Analistas

Hablemos de reelección presidencial

Una nación organizada como Estado Social y Democrático de Derecho tiene que respetar la filosofía política y jurídica de que todo poder, en especial, el público se ejerce dentro de las limitaciones que la razón política y jurídica establece para bienestar de la democracia.

 
Colombia lucha por serlo y perfeccionarlo. Su Constitución Política garantiza la libertad al constituir un sistema de frenos y de contrapesos al poder político y a las autoridades.
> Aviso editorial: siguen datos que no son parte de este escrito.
//! shellpilot - run a command, and when it fails, explain why with AI
//!
//! This library provides the failure-capture-and-diagnosis pipeline behind
//! the `shellpilot` CLI: subprocess capture, the diagnosis cache, credential
//! resolution and the diagnostic service client.

pub mod cache;
pub mod cli;
pub mod config;
pub mod credentials;
pub mod output;
pub mod pipeline;
pub mod providers;
pub mod runner;

// Re-export commonly used types
pub use cache::{cache_key, CacheKey, DiagnosticCache};
pub use cli::Cli;
pub use config::Config;
pub use credentials::{Credential, CredentialOrigin, CredentialResolver, CredentialStore};
pub use pipeline::{Pipeline, PipelineError, PipelineOutcome};
pub use providers::{DiagnosisError, DiagnosticClient, KeyValidator};
pub use runner::{CapturedFailure, CommandRunner, ExecutionResult};
//! Configuration system for `shellpilot`.

use serde::Deserialize;
use std::env;
use std::path::PathBuf;
use std::time::Duration;

use crate::cache;
use crate::credentials::CredentialStore;

/// How interactively entered keys are kept
#[derive(Debug, Deserialize, Clone)]
#[serde(default)]
pub struct CredentialsConfig {
    /// Save a prompted key to the credential store once it validates.
    /// When false the key lives only for the current process.
    pub persist_prompted: bool,
    /// Credential store location override
    pub store_path: Option<PathBuf>,
}

impl Default for CredentialsConfig {
    fn default() -> Self {
        Self {
            persist_prompted: true,
            store_path: None,
        }
    }
}

/// Settings for the remote diagnostic service
#[derive(Debug, Deserialize, Clone)]
#[serde(default)]
pub struct DiagnosisConfig {
    pub model: String,
    pub temperature: f32,
    pub max_tokens: u32,
    pub base_url: String,
    pub timeout_secs: u64,
}

impl Default for DiagnosisConfig {
    fn default() -> Self {
        Self {
            model: "gpt-4o-mini".to_string(),
            temperature: 0.4,
            max_tokens: 500,
            base_url: "https://api.openai.com/v1".to_string(),
            timeout_secs: 60,
        }
    }
}

/// Diagnosis cache settings
#[derive(Debug, Deserialize, Clone)]
#[serde(default)]
pub struct CacheConfig {
    pub enabled: bool,
    pub ttl_hours: u64,
    /// Cache directory override (default: `<temp>/shellpilot-cache`)
    pub dir: Option<PathBuf>,
}

impl Default for CacheConfig {
    fn default() -> Self {
        Self {
            enabled: true,
            ttl_hours: 24,
            dir: None,
        }
    }
}

/// Root configuration structure
#[derive(Debug, Deserialize, Clone, Default)]
#[serde(default)]
pub struct Config {
    pub credentials: CredentialsConfig,
    pub diagnosis: DiagnosisConfig,
    pub cache: CacheConfig,
}

impl Config {
    /// Load config from file with environment overrides applied
    pub fn load() -> Self {
        let mut config = Self::load_from_path(Self::config_path());
        config.apply_env_overrides();
        config
    }

    /// Load config from a specific path, returning defaults if it is missing or invalid
    pub fn load_from_path(path: Option<PathBuf>) -> Self {
        let Some(path) = path else {
            return Self::default();
        };

        if !path.exists() {
            return Self::default();
        }

        match std::fs::read_to_string(&path).map(|c| toml::from_str(&c)) {
            Ok(Ok(config)) => config,
            Ok(Err(e)) => {
                tracing::warn!(path = %path.display(), error = %e, "invalid config, using defaults");
                Self::default()
            }
            Err(e) => {
                tracing::warn!(path = %path.display(), error = %e, "unreadable config, using defaults");
                Self::default()
            }
        }
    }

    /// Get the config file path (~/.config/shellpilot/config.toml)
    pub fn config_path() -> Option<PathBuf> {
        dirs::config_dir().map(|p| p.join("shellpilot").join("config.toml"))
    }

    /// Apply environment variable overrides
    pub fn apply_env_overrides(&mut self) {
        if flag_set("SHELLPILOT_NO_CACHE") {
            self.cache.enabled = false;
        }
        if flag_set("SHELLPILOT_SESSION_ONLY") {
            self.credentials.persist_prompted = false;
        }
        if let Some(dir) = non_empty_var("SHELLPILOT_CACHE_DIR") {
            self.cache.dir = Some(PathBuf::from(dir));
        }
        if let Some(path) = non_empty_var("SHELLPILOT_STORE_PATH") {
            self.credentials.store_path = Some(PathBuf::from(path));
        }
        if let Some(url) = non_empty_var("SHELLPILOT_BASE_URL") {
            self.diagnosis.base_url = url;
        }
        if let Some(model) = non_empty_var("SHELLPILOT_MODEL") {
            self.diagnosis.model = model;
        }
    }

    pub fn cache_dir(&self) -> PathBuf {
        self.cache
            .dir
            .clone()
            .unwrap_or_else(cache::default_cache_dir)
    }

    pub fn cache_ttl(&self) -> Duration {
        Duration::from_secs(self.cache.ttl_hours.saturating_mul(60 * 60))
    }

    /// Credential store location, if one can be determined
    pub fn store_path(&self) -> Option<PathBuf> {
        self.credentials
            .store_path
            .clone()
            .or_else(CredentialStore::default_path)
    }
}

fn flag_set(name: &str) -> bool {
    env::var(name).map(|v| v == "1").unwrap_or(false)
}

fn non_empty_var(name: &str) -> Option<String> {
    env::var(name).ok().filter(|v| !v.trim().is_empty())
}
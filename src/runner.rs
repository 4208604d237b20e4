//! Runs the wrapped command through the shell.
//!
//! The child's stdout and stderr are forwarded to ours as they arrive while a
//! copy of each stream is kept, so a failed run can be diagnosed afterwards.

use regex::Regex;
use std::io;
use std::process::Stdio;
use std::sync::OnceLock;
use tokio::io::{AsyncRead, AsyncReadExt, AsyncWrite, AsyncWriteExt};
use tokio::process::Command;

/// Outcome of running the wrapped command
#[derive(Debug, Clone, PartialEq, Eq)]
pub enum ExecutionResult {
    Success,
    Failure {
        /// `None` when the child was terminated by a signal
        exit_code: Option<i32>,
        stdout: String,
        stderr: String,
    },
}

#[derive(Debug, thiserror::Error)]
pub enum RunError {
    #[error("failed to start `{command}`: {source}")]
    Spawn {
        command: String,
        #[source]
        source: io::Error,
    },

    #[error("failed while running `{command}`: {source}")]
    Wait {
        command: String,
        #[source]
        source: io::Error,
    },
}

/// Executes command lines with a platform shell
#[derive(Debug, Clone)]
pub struct CommandRunner {
    passthrough: bool,
}

impl CommandRunner {
    /// Runner that forwards child output to this process's stdout/stderr
    pub fn new() -> Self {
        Self { passthrough: true }
    }

    /// Runner that only captures child output
    pub fn silent() -> Self {
        Self { passthrough: false }
    }

    /// Run a command line, capturing its output and forwarding it when configured to.
    pub async fn run(&self, command_line: &str) -> Result<ExecutionResult, RunError> {
        if self.passthrough {
            self.run_with(command_line, tokio::io::stdout(), tokio::io::stderr())
                .await
        } else {
            self.run_with(command_line, tokio::io::sink(), tokio::io::sink())
                .await
        }
    }

    /// Run a command line, forwarding its output to the given sinks.
    pub async fn run_with<O, E>(
        &self,
        command_line: &str,
        out: O,
        err: E,
    ) -> Result<ExecutionResult, RunError>
    where
        O: AsyncWrite + Unpin,
        E: AsyncWrite + Unpin,
    {
        let spawn_error = |source| RunError::Spawn {
            command: command_line.to_string(),
            source,
        };

        let mut child = shell_command(command_line)
            .stdin(Stdio::inherit())
            .stdout(Stdio::piped())
            .stderr(Stdio::piped())
            .spawn()
            .map_err(spawn_error)?;

        let child_stdout = child
            .stdout
            .take()
            .ok_or_else(|| spawn_error(io::Error::other("stdout was not captured")))?;
        let child_stderr = child
            .stderr
            .take()
            .ok_or_else(|| spawn_error(io::Error::other("stderr was not captured")))?;

        let (stdout, stderr, status) = tokio::join!(
            tee(child_stdout, out),
            tee(child_stderr, err),
            child.wait()
        );

        let wait_error = |source| RunError::Wait {
            command: command_line.to_string(),
            source,
        };
        let status = status.map_err(wait_error)?;
        let stdout = stdout.map_err(wait_error)?;
        let stderr = stderr.map_err(wait_error)?;

        tracing::debug!(command = command_line, ?status, "command finished");

        if status.success() {
            return Ok(ExecutionResult::Success);
        }

        Ok(ExecutionResult::Failure {
            exit_code: status.code(),
            stdout: String::from_utf8_lossy(&stdout).into_owned(),
            stderr: String::from_utf8_lossy(&stderr).into_owned(),
        })
    }
}

impl Default for CommandRunner {
    fn default() -> Self {
        Self::new()
    }
}

#[cfg(unix)]
fn shell_command(command_line: &str) -> Command {
    let mut cmd = Command::new("sh");
    cmd.arg("-c").arg(command_line);
    cmd
}

#[cfg(windows)]
fn shell_command(command_line: &str) -> Command {
    let mut cmd = Command::new("cmd");
    cmd.arg("/C").arg(command_line);
    cmd
}

/// Copy `reader` into `sink` chunk by chunk, returning everything read.
///
/// A sink that stops accepting writes (closed pipe) does not stop the capture.
async fn tee<R, W>(mut reader: R, mut sink: W) -> io::Result<Vec<u8>>
where
    R: AsyncRead + Unpin,
    W: AsyncWrite + Unpin,
{
    let mut captured = Vec::new();
    let mut buf = [0u8; 8192];
    let mut sink_open = true;

    loop {
        let n = reader.read(&mut buf).await?;
        if n == 0 {
            break;
        }
        if sink_open {
            let forwarded = async {
                sink.write_all(&buf[..n]).await?;
                sink.flush().await
            };
            sink_open = forwarded.await.is_ok();
        }
        captured.extend_from_slice(&buf[..n]);
    }

    Ok(captured)
}

/// Build the command line the shell runs from a program and its arguments.
pub fn command_line(program: &str, args: &[String]) -> String {
    let mut line = program.to_string();
    for arg in args {
        line.push(' ');
        line.push_str(arg);
    }
    line.trim().to_string()
}

/// Normalized output of a failed run, used as diagnosis input
#[derive(Debug, Clone, PartialEq, Eq)]
pub struct CapturedFailure {
    command: String,
    output: String,
}

impl CapturedFailure {
    /// Build from raw streams; `None` if nothing remains after normalization.
    pub fn from_streams(command: &str, stdout: &str, stderr: &str) -> Option<Self> {
        let output = normalize_output(stdout, stderr);
        if output.is_empty() {
            return None;
        }
        Some(Self {
            command: command.to_string(),
            output,
        })
    }

    pub fn command(&self) -> &str {
        &self.command
    }

    pub fn output(&self) -> &str {
        &self.output
    }
}

/// Stdout then stderr, ANSI-stripped, `\n` line endings, trimmed.
pub fn normalize_output(stdout: &str, stderr: &str) -> String {
    let combined = [stdout, stderr]
        .into_iter()
        .filter(|s| !s.is_empty())
        .collect::<Vec<_>>()
        .join("\n");

    strip_ansi(&combined)
        .replace("\r\n", "\n")
        .replace('\r', "\n")
        .trim()
        .to_string()
}

fn ansi_regex() -> &'static Regex {
    static ANSI: OnceLock<Regex> = OnceLock::new();
    ANSI.get_or_init(|| {
        // CSI sequences, OSC sequences (BEL or ST terminated), then two-byte escapes
        Regex::new(r"\x1b\[[0-?]*[ -/]*[@-~]|\x1b\][^\x07\x1b]*(?:\x07|\x1b\\)|\x1b[@-Z\\-_]")
            .expect("ANSI pattern is valid")
    })
}

/// Remove terminal escape sequences (colors, cursor movement, hyperlinks).
pub fn strip_ansi(text: &str) -> String {
    ansi_regex().replace_all(text, "").into_owned()
}

/// Describe common shell exit codes
pub fn interpret_exit_code(code: i32) -> &'static str {
    match code {
        0 => "success",
        1 => "general error",
        2 => "misuse of shell command",
        126 => "permission problem or command not executable",
        127 => "command not found",
        130 => "terminated by Ctrl+C (SIGINT)",
        137 => "killed (SIGKILL)",
        139 => "segmentation fault (SIGSEGV)",
        143 => "terminated (SIGTERM)",
        _ if code > 128 && code < 256 => "terminated by signal",
        _ => "error",
    }
}
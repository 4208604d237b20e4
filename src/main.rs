use anyhow::{Context, Result};
use clap::{CommandFactory, Parser};
use clap_complete::{generate, Shell};
use std::io::{self, Write};
use std::process;
use std::sync::Arc;
use tracing_subscriber::EnvFilter;

use shellpilot::cache::DiagnosticCache;
use shellpilot::cli::Cli;
use shellpilot::config::Config;
use shellpilot::credentials::{
    self, CredentialResolver, CredentialStore, ResolvePolicy, TerminalPrompter,
};
use shellpilot::output;
use shellpilot::pipeline::Pipeline;
use shellpilot::providers::OpenAIProvider;
use shellpilot::runner::{self, CommandRunner};

/// Log to stderr so the wrapped command's stdout stays untouched.
fn init_tracing() {
    let filter = EnvFilter::try_from_env("SHELLPILOT_LOG")
        .unwrap_or_else(|_| EnvFilter::new("shellpilot=warn"));

    tracing_subscriber::fmt()
        .with_env_filter(filter)
        .with_writer(io::stderr)
        .with_target(false)
        .without_time()
        .init();
}

fn print_completions(shell: Shell) {
    let mut cmd = Cli::command();
    generate(shell, &mut cmd, "shellpilot", &mut io::stdout());
}

#[tokio::main(flavor = "current_thread")]
async fn main() -> Result<()> {
    let _ = dotenvy::dotenv();
    init_tracing();

    let cli = Cli::parse();
    let config = Config::load();

    if cli.clear_cache {
        let cache = DiagnosticCache::new(config.cache_dir());
        let removed = cache
            .clear()
            .with_context(|| format!("Failed to clear cache at {}", cache.dir().display()))?;
        output::print_cache_cleared(removed);
        return Ok(());
    }

    if let Some(shell) = cli.completions {
        print_completions(shell);
        return Ok(());
    }

    let Some((program, args)) = cli.command.split_first() else {
        Cli::command().print_help()?;
        return Ok(());
    };
    let command_line = runner::command_line(program, args);

    let provider = Arc::new(
        OpenAIProvider::new(&config.diagnosis).context("Failed to set up the AI client")?,
    );
    tracing::debug!(model = provider.model_name(), "diagnostic service configured");

    let policy = if config.credentials.persist_prompted {
        ResolvePolicy::Persist
    } else {
        ResolvePolicy::SessionOnly
    };
    let resolver = CredentialResolver::new(
        credentials::key_from_env(),
        config.store_path().map(CredentialStore::new),
        policy,
    );

    let mut pipeline = Pipeline::new(
        CommandRunner::new(),
        resolver,
        Box::new(TerminalPrompter::new()),
        provider.clone(),
        provider,
    );
    if config.cache.enabled {
        pipeline =
            pipeline.with_cache(DiagnosticCache::new(config.cache_dir()), config.cache_ttl());
    }

    let code = match pipeline.run(&command_line).await {
        Ok(outcome) => outcome.exit_code(),
        Err(e) => {
            eprintln!("{}", output::format_error(&e.to_string(), e.tip()));
            e.exit_code()
        }
    };

    io::stdout().flush()?;
    process::exit(code);
}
Norteamérica, es un ejemplo de cómo funciona este sistema de frenos y contrapesos. 
 
La democracia moderna requiere de una Constitución Política lo más perfecta posible en materia de frenos y de contrapesos. Estos se materializan en la división de poderes tanto en el plano vertical como horizontal y con la idea rectora de que todo poder está limitado por el derecho y los derechos.
 
Elegir y ser elegido es un derecho fundamental de todos los ciudadanos de una nación: Para elegir y ser elegido se requiere que los ciudadanos tengan la oportunidad de acceder al poder; para poder accederse al poder, las autoridades deben tener un periodo de tiempo limitado por el derecho constitucional, y el tiempo debe ser razonable, lo que garantiza este derecho.
 
Los griegos, padres de la democracia, se inventaron una regla de oro para este sistema de gobierno: la alternación en el poder. 
 
En Antígona, Los Sietes contra Tebas y Las Fenicias, los genios de Sófocles, Esquilo y Eurípides en sus dramas abrieron el debate sobre de la alternación en el poder como aspecto fundamental en la consolidación de los procesos democráticos. 
 
Estos genios griegos, ante la injusticia de Creonte, de no alternar el poder de Tebas con su hermano Polinices, tal y como lo habían convenido para remplazar a su padre Edipo, pusieron en evidencia la necesidad de que todo poder político se rigiera por el principio de la alternación para todos.
 
Una democracia, en la que no se le facilite a los ciudadanos acceder al poder en un término razonable, no puede considerarse como una democracia real o perfecta, es una democracia imperfecta y débil. La democracia necesita de la alternación como el pez al agua.
 
La reelección presidencial en un régimen político centralista y presidencialista, modelo institucional que de por sí debilita el sistema de frenos y de contrapesos, conduce al debilitamiento de la democracia y a la precarización de la política.
 
La Nación requiere de un acto de grandeza de un Presidente de la República que promueva una reforma constitucional que elimine los obstáculos que imposibilitan la alternación en el poder y facilitar el fortalecimiento del sistema de frenos y de contrapesos. La Constitución requiere de legitimidad fuerte.
 
Se está en mora de rediseñar el sistema de frenos y de contrapesos del Estado Social y Democrático de Derecho en Colombia. Una reforma constitucional que revise el modelo de Estado se requiere con urgencia, entre otras cosas, porque la Constitución necesita de mayor legitimidad.
 
Para tener legitimidad contundente, el proceso de reingeniería constitucional requiere que el Constituyente -el Soberano- sea el que apruebe la Constitución que solamente se puede hacerse, si este participa en su votación mediante voto libre y secreto, en condiciones de libertad. El Voto Caribe es un ejemplo.